**TASK TO CARRY OUT**.
Would you please state how many lines in the entries contain the word "pending"? Only the number should be given.

+++

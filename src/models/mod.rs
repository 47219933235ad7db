//! Data models for the doclink client library.
//!
//! Defines the request/response/notification frames exchanged with the
//! backend, session configuration, and the read-only snapshots handed to
//! callers.

pub mod connection_options;
pub mod connection_state;
pub mod error_detail;
pub mod inbound;
pub mod notification;
pub mod query_options;
pub mod queue_policy;
pub mod request;
pub mod response;
pub mod room_info;
pub mod subscribe_options;

pub use connection_options::ConnectionOptions;
pub use connection_state::ConnectionState;
pub use error_detail::ErrorDetail;
pub use inbound::Inbound;
pub(crate) use inbound::parse_frame;
pub use notification::{Notification, NotificationType};
pub use query_options::QueryOptions;
pub use queue_policy::QueuePolicy;
pub use request::Request;
pub use response::Response;
pub use room_info::{RoomInfo, RoomState};
pub use subscribe_options::{SubscribeOptions, SubscribeScope, UserScope};
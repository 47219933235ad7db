//! The session state machine.
//!
//! [`ConnectionStateMachine`] is plain synchronous code: the session task
//! hands it one command, transport event or timer tick at a time and it
//! updates its tables, drives the transport and answers callers. Nothing else
//! touches the pending-request table, the offline queue or the rooms.

use super::{QueryReply, SessionCmd};
use crate::backoff::ReconnectBackoff;
use crate::error::{DocLinkError, Result};
use crate::event_handlers::{ConnectionError, DisconnectReason, EventHandlers};
use crate::models::{
    parse_frame, ConnectionOptions, ConnectionState, Inbound, QueryOptions, Request, Response,
};
use crate::offline_queue::OfflineQueue;
use crate::subscription::registry::{AckOutcome, SubscribeOutcome, SubscriptionRegistry, UnsubscribeOutcome};
use crate::subscription::room::{Registration, Room, RoomKey, SubscribeWaiter};
use crate::subscription::router::NotificationRouter;
use crate::timeouts::DocLinkTimeouts;
use crate::tracker::RequestTracker;
use crate::transport::{Transport, TransportEvent, TransportEventSender};
use serde_json::{json, Map, Value as JsonValue};
use std::collections::HashSet;
use std::time::Duration;
use tokio::sync::{mpsc, oneshot, watch};
use tokio::time::Instant;

/// What to do once a tracked request is resolved.
pub(crate) enum Completion {
    /// Caller request; `None` for fire-and-forget sends.
    Caller(Option<oneshot::Sender<Result<Response>>>),
    /// Network subscribe for a room.
    Subscribe { room_id: String },
    /// Network unsubscribe, optionally awaited by a room handle.
    Unsubscribe(Option<oneshot::Sender<Result<()>>>),
}

/// A request parked in the offline queue.
pub(crate) struct QueuedItem {
    request: Request,
    reply: Option<oneshot::Sender<Result<Response>>>,
    timeout: Option<Duration>,
}

impl QueuedItem {
    fn fail(self, err: DocLinkError) {
        match self.reply {
            Some(tx) => {
                let _ = tx.send(Err(err));
            },
            None => log::debug!(
                "[doclink] Dropping fire-and-forget request {}: {}",
                self.request.request_id,
                err
            ),
        }
    }
}

/// Caller of a query, split into the response and acceptance channels.
struct ReplyTo {
    response: Option<oneshot::Sender<Result<Response>>>,
    accepted: Option<oneshot::Sender<Result<()>>>,
}

impl From<QueryReply> for ReplyTo {
    fn from(reply: QueryReply) -> Self {
        match reply {
            QueryReply::Response(tx) => Self {
                response: Some(tx),
                accepted: None,
            },
            QueryReply::Accepted(tx) => Self {
                response: None,
                accepted: Some(tx),
            },
        }
    }
}

impl ReplyTo {
    fn fail(self, err: DocLinkError) {
        if let Some(tx) = self.accepted {
            let _ = tx.send(Err(err.clone()));
        }
        if let Some(tx) = self.response {
            let _ = tx.send(Err(err));
        }
    }

    fn accept(accepted: Option<oneshot::Sender<Result<()>>>) {
        if let Some(tx) = accepted {
            let _ = tx.send(Ok(()));
        }
    }
}

fn new_request_id() -> String {
    uuid::Uuid::new_v4().to_string()
}

pub(crate) struct ConnectionStateMachine {
    state: ConnectionState,
    state_tx: watch::Sender<ConnectionState>,
    transport: Box<dyn Transport>,
    transport_open: bool,
    epoch: u64,
    events_tx: mpsc::UnboundedSender<(u64, TransportEvent)>,
    options: ConnectionOptions,
    timeouts: DocLinkTimeouts,
    handlers: EventHandlers,
    tracker: RequestTracker<Completion>,
    /// Subscribe requests that timed out on the current connection; a late
    /// successful ack for one of them is unsubscribed right away.
    timed_out_subscribes: HashSet<String>,
    queue: OfflineQueue<QueuedItem>,
    registry: SubscriptionRegistry,
    router: NotificationRouter,
    sdk_instance_id: String,
    sdk_name: String,
    backoff: ReconnectBackoff,
    reconnect_at: Option<Instant>,
    connect_deadline: Option<Instant>,
    connect_waiters: Vec<oneshot::Sender<Result<()>>>,
    user_disconnected: bool,
    has_connected: bool,
}
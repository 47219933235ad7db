use serde::{Deserialize, Serialize};

/// Admission policy applied when the offline queue is full.
#[derive(Debug, Clone, Copy, PartialEq, Eq, Default, Serialize, Deserialize)]
#[serde(rename_all = "snake_case")]
pub enum QueuePolicy {
    /// Refuse the incoming request; its caller receives `QueueCapacity`.
    RejectNewest,
    /// Evict the oldest queued request; its caller receives `QueueDiscarded`.
    #[default]
    EvictOldest,
}
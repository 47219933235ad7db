//! Timeout configuration for doclink sessions.
//!
//! Centralizes every deadline the session enforces: connection attempts,
//! per-request response deadlines, room subscribe acknowledgments and the
//! WebSocket keepalive interval.

use std::time::Duration;

/// Timeout configuration for doclink sessions.
///
/// # Examples
///
/// ```rust
/// use doclink::DocLinkTimeouts;
/// use std::time::Duration;
///
/// // Use defaults (recommended for most cases)
/// let timeouts = DocLinkTimeouts::default();
///
/// // Custom timeouts for high-latency environments
/// let timeouts = DocLinkTimeouts::builder()
///     .connection_timeout(Duration::from_secs(60))
///     .request_timeout(Duration::from_secs(120))
///     .build();
///
/// // Aggressive timeouts for local development
/// let timeouts = DocLinkTimeouts::fast();
/// ```
#[derive(Debug, Clone)]
pub struct DocLinkTimeouts {
    /// Timeout for a single connection attempt (initial connect or reconnect).
    /// Default: 10 seconds
    pub connection_timeout: Duration,

    /// Deadline for a response once a request reaches the transport.
    /// Set to 0 to wait indefinitely.
    /// Default: 30 seconds
    pub request_timeout: Duration,

    /// Deadline for a room subscribe or unsubscribe acknowledgment.
    /// Set to 0 to wait indefinitely.
    /// Default: 10 seconds
    pub subscribe_timeout: Duration,

    /// Keep-alive ping interval used by the WebSocket transport.
    /// Set to 0 to disable keep-alive pings.
    /// Default: 10 seconds
    pub keepalive_interval: Duration,
}

impl Default for DocLinkTimeouts {
    fn default() -> Self {
        Self {
            connection_timeout: Duration::from_secs(10),
            request_timeout: Duration::from_secs(30),
            subscribe_timeout: Duration::from_secs(10),
            keepalive_interval: Duration::from_secs(10),
        }
    }
}

impl DocLinkTimeouts {
    /// Create a new builder for custom timeout configuration.
    pub fn builder() -> DocLinkTimeoutsBuilder {
        DocLinkTimeoutsBuilder::new()
    }

    /// Create timeouts optimized for fast local development.
    pub fn fast() -> Self {
        Self {
            connection_timeout: Duration::from_secs(2),
            request_timeout: Duration::from_secs(5),
            subscribe_timeout: Duration::from_secs(2),
            keepalive_interval: Duration::from_secs(15),
        }
    }

    /// Create timeouts optimized for high-latency or unreliable networks.
    pub fn relaxed() -> Self {
        Self {
            connection_timeout: Duration::from_secs(30),
            request_timeout: Duration::from_secs(120),
            subscribe_timeout: Duration::from_secs(30),
            keepalive_interval: Duration::from_secs(30),
        }
    }

    /// Create timeouts suitable for tests that drive a scripted transport.
    ///
    /// Keepalive is disabled so no background pings interleave with
    /// the frames a test asserts on.
    pub fn for_testing(request_timeout_secs: u64) -> Self {
        Self {
            connection_timeout: Duration::from_secs(5),
            request_timeout: Duration::from_secs(request_timeout_secs),
            subscribe_timeout: Duration::from_secs(request_timeout_secs),
            keepalive_interval: Duration::ZERO,
        }
    }

    /// Check if a duration represents "no timeout" (zero or very large).
    pub fn is_no_timeout(duration: Duration) -> bool {
        duration.is_zero() || duration > Duration::from_secs(86400 * 365) // > 1 year
    }

    /// Convert a configured duration to an optional deadline length.
    pub(crate) fn as_deadline(duration: Duration) -> Option<Duration> {
        if Self::is_no_timeout(duration) {
            None
        } else {
            Some(duration)
        }
    }
}

/// Builder for creating custom [`DocLinkTimeouts`] configurations.
#[derive(Debug, Clone)]
pub struct DocLinkTimeoutsBuilder {
    timeouts: DocLinkTimeouts,
}

impl DocLinkTimeoutsBuilder {
    fn new() -> Self {
        Self {
            timeouts: DocLinkTimeouts::default(),
        }
    }

    /// Set the connection attempt timeout.
    pub fn connection_timeout(mut self, timeout: Duration) -> Self {
        self.timeouts.connection_timeout = timeout;
        self
    }

    /// Set the connection attempt timeout in seconds.
    pub fn connection_timeout_secs(self, secs: u64) -> Self {
        self.connection_timeout(Duration::from_secs(secs))
    }

    /// Set the per-request response deadline.
    /// Set to 0 to wait indefinitely.
    pub fn request_timeout(mut self, timeout: Duration) -> Self {
        self.timeouts.request_timeout = timeout;
        self
    }

    /// Set the per-request response deadline in seconds.
    pub fn request_timeout_secs(self, secs: u64) -> Self {
        self.request_timeout(Duration::from_secs(secs))
    }

    /// Set the room subscribe acknowledgment timeout.
    pub fn subscribe_timeout(mut self, timeout: Duration) -> Self {
        self.timeouts.subscribe_timeout = timeout;
        self
    }

    /// Set the room subscribe acknowledgment timeout in seconds.
    pub fn subscribe_timeout_secs(self, secs: u64) -> Self {
        self.subscribe_timeout(Duration::from_secs(secs))
    }

    /// Set the keepalive ping interval.
    /// Set to 0 to disable keepalive pings.
    pub fn keepalive_interval(mut self, interval: Duration) -> Self {
        self.timeouts.keepalive_interval = interval;
        self
    }

    /// Set the keepalive ping interval in seconds.
    pub fn keepalive_interval_secs(self, secs: u64) -> Self {
        self.keepalive_interval(Duration::from_secs(secs))
    }

    /// Build the timeout configuration.
    pub fn build(self) -> DocLinkTimeouts {
        self.timeouts
    }
}
//! Session lifecycle.
//!
//! This module contains:
//! - [`state_machine`]: the synchronous [`ConnectionStateMachine`] that owns
//!   every table (pending requests, offline queue, rooms) and decides each
//!   transition
//! - [`task`]: the background event loop feeding commands, transport events
//!   and timers into the state machine one at a time

pub(crate) mod state_machine;
pub(crate) mod task;

pub(crate) use state_machine::ConnectionStateMachine;
pub(crate) use task::run_session;

use crate::error::Result;
use crate::models::{QueryOptions, Request, Response, RoomInfo};
use crate::subscription::room::{Registration, RoomKey, SubscribeWaiter};
use serde_json::{Map, Value as JsonValue};
use tokio::sync::oneshot;

/// Capacity of the command channel between the client and the session task.
pub(crate) const COMMAND_CHANNEL_CAPACITY: usize = 256;

/// A duration far enough in the future (~100 years) to act as "never" for
/// deadline calculations without overflowing `Instant::now() + dur`.
pub(crate) const FAR_FUTURE: std::time::Duration =
    std::time::Duration::from_secs(100 * 365 * 24 * 3600);

/// How the caller of a query wants to be answered.
pub(crate) enum QueryReply {
    /// Resolve with the response.
    Response(oneshot::Sender<Result<Response>>),
    /// Resolve as soon as the request is sent or queued; drop the response.
    Accepted(oneshot::Sender<Result<()>>),
}

/// Commands sent from the public API to the session task.
pub(crate) enum SessionCmd {
    Connect {
        reply: oneshot::Sender<Result<()>>,
    },
    Disconnect {
        reply: oneshot::Sender<()>,
    },
    Close {
        reply: oneshot::Sender<()>,
    },
    Query {
        request: Request,
        options: QueryOptions,
        reply: QueryReply,
    },
    Subscribe {
        key: RoomKey,
        volatile: Map<String, JsonValue>,
        registration: Registration,
        reply: SubscribeWaiter,
    },
    Unsubscribe {
        room_id: String,
        callback_id: u64,
        reply: Option<oneshot::Sender<Result<()>>>,
    },
    ListRooms {
        reply: oneshot::Sender<Vec<RoomInfo>>,
    },
    QueueLen {
        reply: oneshot::Sender<usize>,
    },
    ClearQueue {
        reply: oneshot::Sender<usize>,
    },
}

+++

**RESULT FOR THIS EXERCISE**.
2